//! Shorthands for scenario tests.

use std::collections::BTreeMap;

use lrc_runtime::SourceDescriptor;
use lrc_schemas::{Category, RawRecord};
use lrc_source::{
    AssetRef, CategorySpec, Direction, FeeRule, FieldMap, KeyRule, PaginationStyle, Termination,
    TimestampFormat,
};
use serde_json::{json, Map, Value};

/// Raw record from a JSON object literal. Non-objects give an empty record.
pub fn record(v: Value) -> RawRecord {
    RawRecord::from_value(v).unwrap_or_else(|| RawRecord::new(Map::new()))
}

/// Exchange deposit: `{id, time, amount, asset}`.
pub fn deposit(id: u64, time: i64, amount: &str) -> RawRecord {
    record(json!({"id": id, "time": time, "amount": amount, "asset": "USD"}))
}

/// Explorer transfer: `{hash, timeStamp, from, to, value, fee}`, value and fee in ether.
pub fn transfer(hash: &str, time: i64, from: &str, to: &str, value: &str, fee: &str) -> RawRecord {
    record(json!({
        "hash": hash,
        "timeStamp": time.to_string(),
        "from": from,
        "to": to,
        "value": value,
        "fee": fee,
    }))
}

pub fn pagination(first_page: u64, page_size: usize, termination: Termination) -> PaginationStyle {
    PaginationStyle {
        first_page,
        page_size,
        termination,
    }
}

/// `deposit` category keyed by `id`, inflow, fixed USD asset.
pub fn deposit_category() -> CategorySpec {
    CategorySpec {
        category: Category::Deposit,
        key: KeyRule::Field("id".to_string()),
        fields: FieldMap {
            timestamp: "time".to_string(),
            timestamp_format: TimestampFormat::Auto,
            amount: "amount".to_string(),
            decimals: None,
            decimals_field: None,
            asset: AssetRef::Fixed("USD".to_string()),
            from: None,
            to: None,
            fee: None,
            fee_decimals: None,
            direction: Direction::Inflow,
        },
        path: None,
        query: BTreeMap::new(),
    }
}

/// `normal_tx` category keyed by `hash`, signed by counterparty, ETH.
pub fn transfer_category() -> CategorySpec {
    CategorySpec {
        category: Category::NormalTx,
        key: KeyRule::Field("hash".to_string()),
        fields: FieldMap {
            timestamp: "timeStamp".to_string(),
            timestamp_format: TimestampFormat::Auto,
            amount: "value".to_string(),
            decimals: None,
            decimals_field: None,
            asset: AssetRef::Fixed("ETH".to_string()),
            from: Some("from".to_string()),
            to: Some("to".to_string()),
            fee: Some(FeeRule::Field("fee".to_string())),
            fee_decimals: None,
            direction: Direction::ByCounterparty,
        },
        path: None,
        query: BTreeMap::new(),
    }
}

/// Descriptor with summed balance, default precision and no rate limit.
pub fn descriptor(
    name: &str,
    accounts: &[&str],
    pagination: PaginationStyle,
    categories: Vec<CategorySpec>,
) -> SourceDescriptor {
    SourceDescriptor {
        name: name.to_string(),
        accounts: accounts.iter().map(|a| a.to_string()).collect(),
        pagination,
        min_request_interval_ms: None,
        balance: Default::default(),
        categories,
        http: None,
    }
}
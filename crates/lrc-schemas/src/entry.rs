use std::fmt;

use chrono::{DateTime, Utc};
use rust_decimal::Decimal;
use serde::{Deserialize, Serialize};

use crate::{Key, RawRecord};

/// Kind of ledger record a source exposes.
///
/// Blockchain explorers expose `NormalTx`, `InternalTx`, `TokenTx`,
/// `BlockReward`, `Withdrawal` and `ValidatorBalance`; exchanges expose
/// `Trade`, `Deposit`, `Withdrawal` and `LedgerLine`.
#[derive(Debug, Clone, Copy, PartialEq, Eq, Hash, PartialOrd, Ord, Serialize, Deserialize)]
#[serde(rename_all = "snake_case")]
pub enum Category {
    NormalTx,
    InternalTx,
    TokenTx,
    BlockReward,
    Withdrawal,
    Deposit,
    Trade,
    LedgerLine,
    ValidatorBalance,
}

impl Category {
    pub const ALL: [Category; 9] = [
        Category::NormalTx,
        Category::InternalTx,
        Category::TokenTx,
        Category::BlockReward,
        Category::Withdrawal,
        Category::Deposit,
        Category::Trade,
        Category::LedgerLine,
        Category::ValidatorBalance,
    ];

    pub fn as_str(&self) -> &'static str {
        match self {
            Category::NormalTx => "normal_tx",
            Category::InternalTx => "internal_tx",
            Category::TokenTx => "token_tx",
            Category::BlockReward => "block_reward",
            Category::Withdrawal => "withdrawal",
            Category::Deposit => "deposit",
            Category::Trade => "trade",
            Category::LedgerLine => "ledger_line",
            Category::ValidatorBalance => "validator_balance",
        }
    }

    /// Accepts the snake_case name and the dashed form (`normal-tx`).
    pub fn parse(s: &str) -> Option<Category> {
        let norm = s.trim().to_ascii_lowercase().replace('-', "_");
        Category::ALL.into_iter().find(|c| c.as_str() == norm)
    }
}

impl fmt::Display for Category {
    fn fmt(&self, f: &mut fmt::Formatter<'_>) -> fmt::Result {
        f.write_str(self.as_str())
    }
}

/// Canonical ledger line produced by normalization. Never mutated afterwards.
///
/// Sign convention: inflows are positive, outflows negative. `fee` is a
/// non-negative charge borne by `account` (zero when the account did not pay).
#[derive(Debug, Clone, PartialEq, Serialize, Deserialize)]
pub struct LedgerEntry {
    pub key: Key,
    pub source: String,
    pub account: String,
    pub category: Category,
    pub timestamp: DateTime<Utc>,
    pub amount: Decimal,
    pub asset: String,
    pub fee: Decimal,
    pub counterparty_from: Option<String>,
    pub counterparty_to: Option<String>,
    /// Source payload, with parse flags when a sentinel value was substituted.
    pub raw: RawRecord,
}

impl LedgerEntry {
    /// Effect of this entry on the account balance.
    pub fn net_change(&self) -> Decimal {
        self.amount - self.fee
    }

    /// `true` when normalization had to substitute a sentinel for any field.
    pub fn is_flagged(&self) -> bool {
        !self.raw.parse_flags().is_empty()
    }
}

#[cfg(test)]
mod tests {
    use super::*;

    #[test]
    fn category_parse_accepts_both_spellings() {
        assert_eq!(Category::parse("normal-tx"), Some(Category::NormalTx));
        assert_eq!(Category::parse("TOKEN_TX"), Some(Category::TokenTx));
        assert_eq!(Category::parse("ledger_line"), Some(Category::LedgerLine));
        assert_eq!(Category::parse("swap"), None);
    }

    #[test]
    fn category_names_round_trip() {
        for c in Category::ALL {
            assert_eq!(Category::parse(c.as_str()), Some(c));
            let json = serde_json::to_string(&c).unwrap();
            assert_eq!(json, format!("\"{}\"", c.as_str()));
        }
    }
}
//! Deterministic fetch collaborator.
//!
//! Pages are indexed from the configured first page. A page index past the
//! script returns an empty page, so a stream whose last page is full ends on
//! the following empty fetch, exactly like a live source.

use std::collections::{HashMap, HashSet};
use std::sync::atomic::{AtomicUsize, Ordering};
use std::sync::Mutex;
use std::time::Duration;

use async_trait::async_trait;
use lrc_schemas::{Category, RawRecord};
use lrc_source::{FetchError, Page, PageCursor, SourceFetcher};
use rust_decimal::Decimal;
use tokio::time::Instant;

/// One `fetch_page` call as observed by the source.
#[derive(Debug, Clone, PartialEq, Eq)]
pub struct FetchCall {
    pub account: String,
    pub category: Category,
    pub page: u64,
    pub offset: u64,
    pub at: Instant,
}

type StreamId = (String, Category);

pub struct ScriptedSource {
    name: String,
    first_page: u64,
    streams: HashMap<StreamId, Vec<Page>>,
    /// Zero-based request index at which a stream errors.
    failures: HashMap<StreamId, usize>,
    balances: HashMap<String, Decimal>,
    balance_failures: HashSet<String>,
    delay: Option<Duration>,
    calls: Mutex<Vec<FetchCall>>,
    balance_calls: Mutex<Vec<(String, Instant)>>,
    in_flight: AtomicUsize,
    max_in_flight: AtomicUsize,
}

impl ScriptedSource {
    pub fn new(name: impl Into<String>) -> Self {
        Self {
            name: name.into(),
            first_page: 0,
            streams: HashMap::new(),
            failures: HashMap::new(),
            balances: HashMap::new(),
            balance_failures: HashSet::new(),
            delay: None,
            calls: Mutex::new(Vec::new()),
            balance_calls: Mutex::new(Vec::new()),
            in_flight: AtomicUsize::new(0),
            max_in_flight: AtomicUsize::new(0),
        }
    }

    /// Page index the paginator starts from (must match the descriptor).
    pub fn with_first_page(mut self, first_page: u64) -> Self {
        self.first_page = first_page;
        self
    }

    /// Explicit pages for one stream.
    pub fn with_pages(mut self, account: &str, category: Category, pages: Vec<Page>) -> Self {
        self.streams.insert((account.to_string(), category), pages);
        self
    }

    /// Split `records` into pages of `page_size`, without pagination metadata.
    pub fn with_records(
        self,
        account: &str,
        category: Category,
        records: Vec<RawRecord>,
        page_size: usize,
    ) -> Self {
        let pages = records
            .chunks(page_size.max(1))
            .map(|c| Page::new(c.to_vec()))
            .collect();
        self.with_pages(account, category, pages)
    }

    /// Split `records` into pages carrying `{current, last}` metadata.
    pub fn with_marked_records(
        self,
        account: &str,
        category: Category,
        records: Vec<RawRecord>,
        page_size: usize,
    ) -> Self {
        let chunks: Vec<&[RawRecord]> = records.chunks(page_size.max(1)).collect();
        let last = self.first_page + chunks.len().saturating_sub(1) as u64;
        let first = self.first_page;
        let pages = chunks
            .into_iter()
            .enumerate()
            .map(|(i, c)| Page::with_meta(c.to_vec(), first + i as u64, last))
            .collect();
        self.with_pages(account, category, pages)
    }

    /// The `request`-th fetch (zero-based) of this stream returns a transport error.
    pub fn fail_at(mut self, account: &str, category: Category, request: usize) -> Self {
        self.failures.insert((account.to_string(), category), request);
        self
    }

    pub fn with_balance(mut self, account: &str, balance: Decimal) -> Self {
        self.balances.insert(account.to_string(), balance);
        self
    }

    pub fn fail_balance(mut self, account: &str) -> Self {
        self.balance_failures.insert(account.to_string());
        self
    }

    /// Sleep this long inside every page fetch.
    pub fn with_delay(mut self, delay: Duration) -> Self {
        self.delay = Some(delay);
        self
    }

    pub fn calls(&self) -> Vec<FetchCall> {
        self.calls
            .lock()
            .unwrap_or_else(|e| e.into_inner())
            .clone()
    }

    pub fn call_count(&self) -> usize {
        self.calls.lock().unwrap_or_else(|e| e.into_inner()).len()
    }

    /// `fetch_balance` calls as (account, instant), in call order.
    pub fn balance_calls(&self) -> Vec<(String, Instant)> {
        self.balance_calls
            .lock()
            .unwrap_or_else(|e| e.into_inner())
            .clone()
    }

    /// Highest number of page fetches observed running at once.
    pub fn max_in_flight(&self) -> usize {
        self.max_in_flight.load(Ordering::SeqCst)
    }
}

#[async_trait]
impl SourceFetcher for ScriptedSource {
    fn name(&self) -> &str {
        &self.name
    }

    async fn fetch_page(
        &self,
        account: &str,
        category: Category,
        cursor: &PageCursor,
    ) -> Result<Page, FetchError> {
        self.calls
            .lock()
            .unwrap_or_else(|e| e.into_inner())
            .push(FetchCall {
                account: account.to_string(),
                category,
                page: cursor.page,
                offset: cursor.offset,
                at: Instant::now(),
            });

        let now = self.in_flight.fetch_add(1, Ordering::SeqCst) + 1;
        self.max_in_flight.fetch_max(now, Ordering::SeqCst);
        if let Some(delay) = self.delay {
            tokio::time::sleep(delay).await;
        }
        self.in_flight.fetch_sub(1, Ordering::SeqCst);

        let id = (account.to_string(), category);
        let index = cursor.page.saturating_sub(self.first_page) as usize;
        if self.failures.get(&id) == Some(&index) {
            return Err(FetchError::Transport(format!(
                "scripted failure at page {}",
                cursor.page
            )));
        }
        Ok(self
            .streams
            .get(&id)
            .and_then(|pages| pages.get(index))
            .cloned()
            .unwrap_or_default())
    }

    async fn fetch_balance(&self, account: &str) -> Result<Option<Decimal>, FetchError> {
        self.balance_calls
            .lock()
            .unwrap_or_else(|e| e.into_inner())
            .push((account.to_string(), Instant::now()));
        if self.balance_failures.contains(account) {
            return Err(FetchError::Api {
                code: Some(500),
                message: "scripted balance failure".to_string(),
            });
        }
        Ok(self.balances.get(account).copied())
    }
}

---

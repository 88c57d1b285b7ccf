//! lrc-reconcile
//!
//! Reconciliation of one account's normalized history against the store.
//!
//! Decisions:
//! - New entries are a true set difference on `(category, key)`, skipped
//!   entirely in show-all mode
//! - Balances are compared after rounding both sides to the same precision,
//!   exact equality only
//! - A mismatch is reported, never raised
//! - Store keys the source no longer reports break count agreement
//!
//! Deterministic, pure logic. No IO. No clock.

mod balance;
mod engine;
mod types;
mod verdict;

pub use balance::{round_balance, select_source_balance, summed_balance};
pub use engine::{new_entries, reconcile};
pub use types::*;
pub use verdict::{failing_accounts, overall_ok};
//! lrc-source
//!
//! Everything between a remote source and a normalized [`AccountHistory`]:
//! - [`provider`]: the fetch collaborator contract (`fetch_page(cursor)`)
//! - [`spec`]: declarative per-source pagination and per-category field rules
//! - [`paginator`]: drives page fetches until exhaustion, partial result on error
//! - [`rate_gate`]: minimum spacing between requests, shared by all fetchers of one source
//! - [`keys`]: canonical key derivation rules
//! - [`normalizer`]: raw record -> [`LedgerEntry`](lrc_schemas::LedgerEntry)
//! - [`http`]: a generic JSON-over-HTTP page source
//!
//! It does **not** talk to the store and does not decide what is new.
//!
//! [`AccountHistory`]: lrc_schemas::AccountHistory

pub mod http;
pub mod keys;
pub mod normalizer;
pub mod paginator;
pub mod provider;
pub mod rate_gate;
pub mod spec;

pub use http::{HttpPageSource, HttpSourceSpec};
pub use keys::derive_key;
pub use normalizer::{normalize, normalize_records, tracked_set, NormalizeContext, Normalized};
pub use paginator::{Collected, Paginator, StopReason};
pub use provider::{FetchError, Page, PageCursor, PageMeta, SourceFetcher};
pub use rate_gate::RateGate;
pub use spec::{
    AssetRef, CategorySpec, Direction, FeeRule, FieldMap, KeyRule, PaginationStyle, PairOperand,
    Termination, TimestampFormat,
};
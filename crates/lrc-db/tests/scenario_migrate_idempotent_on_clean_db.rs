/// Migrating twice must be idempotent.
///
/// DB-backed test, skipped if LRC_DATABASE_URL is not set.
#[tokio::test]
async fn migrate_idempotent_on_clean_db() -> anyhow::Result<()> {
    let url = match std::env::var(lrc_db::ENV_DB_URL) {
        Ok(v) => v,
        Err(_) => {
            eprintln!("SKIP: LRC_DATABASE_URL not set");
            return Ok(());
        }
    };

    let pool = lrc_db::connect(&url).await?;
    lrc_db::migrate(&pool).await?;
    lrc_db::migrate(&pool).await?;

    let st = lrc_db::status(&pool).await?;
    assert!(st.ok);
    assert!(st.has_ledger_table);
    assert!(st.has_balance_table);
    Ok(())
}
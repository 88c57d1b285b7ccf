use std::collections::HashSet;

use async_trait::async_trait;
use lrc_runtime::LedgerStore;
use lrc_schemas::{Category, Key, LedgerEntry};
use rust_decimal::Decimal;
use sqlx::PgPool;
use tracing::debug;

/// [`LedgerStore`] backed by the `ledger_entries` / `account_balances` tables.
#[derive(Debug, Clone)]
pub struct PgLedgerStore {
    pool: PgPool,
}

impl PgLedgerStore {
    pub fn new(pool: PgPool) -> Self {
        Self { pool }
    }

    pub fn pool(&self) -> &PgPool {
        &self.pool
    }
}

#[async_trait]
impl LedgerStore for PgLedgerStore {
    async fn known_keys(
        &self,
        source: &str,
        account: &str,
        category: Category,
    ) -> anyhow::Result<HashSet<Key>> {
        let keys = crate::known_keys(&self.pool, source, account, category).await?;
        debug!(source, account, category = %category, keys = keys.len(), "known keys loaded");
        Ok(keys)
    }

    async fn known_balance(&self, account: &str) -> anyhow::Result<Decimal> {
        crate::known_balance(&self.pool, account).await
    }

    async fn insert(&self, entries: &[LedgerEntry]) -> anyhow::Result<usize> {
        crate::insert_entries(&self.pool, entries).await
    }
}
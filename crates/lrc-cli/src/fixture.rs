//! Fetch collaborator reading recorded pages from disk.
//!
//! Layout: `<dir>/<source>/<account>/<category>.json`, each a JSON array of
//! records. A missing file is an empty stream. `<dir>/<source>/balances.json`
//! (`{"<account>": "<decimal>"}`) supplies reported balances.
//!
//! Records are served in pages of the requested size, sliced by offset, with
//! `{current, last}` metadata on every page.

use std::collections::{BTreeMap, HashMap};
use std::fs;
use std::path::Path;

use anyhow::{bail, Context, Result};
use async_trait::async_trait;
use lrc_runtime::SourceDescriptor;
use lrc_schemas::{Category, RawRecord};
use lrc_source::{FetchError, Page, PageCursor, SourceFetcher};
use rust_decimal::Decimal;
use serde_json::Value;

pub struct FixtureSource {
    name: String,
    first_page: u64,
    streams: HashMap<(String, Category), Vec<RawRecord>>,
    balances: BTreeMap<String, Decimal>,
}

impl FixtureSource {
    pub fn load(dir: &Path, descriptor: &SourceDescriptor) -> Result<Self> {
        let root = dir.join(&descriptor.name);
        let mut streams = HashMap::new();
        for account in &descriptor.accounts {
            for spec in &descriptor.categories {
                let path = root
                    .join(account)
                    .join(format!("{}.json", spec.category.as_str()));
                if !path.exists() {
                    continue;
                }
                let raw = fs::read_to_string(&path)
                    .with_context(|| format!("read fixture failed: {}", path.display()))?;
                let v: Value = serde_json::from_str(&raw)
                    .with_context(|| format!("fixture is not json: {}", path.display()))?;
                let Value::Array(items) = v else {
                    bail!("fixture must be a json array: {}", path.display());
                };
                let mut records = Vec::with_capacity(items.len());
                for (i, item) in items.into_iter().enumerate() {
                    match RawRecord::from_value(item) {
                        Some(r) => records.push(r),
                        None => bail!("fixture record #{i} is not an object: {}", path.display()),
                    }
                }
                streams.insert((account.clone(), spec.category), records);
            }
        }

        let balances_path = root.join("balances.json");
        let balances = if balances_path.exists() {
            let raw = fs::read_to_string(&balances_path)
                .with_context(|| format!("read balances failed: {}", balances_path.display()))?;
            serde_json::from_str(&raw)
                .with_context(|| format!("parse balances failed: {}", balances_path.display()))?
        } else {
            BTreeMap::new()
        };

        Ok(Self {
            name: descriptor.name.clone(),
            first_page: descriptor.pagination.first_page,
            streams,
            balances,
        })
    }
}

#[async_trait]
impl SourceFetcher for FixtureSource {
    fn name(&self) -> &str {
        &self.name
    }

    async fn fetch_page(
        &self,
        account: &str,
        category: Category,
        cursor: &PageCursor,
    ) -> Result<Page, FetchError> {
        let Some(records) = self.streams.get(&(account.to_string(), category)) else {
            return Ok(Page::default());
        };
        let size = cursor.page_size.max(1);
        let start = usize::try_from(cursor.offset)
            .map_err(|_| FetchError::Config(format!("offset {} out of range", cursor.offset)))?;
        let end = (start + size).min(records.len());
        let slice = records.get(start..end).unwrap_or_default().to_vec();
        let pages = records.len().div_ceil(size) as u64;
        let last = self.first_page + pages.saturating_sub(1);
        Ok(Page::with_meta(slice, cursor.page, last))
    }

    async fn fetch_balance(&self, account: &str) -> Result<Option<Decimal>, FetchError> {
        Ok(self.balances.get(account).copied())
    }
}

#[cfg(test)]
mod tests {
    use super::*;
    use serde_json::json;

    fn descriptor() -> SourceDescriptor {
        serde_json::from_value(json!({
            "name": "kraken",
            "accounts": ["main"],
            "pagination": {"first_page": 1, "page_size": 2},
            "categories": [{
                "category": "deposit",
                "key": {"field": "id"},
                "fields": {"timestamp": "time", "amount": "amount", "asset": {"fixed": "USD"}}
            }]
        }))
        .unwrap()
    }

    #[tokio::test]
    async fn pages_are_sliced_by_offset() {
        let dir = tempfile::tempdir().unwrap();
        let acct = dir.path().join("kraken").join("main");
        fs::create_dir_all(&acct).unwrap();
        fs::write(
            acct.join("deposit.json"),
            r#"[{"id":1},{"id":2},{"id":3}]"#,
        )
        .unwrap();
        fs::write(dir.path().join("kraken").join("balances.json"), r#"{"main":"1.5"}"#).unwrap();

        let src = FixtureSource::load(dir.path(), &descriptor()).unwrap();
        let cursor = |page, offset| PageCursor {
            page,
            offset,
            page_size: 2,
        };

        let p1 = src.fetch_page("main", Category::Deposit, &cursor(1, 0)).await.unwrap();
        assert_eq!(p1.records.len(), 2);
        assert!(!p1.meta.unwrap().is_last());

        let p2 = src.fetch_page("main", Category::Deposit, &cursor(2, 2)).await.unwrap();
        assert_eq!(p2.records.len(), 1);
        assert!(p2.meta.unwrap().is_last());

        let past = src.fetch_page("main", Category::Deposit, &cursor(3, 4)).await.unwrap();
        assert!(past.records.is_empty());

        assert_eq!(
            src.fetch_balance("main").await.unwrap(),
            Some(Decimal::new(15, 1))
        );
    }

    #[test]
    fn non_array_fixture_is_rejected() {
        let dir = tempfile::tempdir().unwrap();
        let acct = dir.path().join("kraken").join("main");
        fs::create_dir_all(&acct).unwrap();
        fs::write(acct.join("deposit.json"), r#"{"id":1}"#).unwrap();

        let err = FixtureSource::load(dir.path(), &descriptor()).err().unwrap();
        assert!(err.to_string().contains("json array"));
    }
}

-- Prompt --
Scan the material above for lines holding "HashSet" and copy each of them.

-- Written solution --
use std::collections::{HashMap, HashSet};
    balance_failures: HashSet<String>,
            balance_failures: HashSet::new(),
use std::collections::HashSet;
    ) -> anyhow::Result<HashSet<Key>> {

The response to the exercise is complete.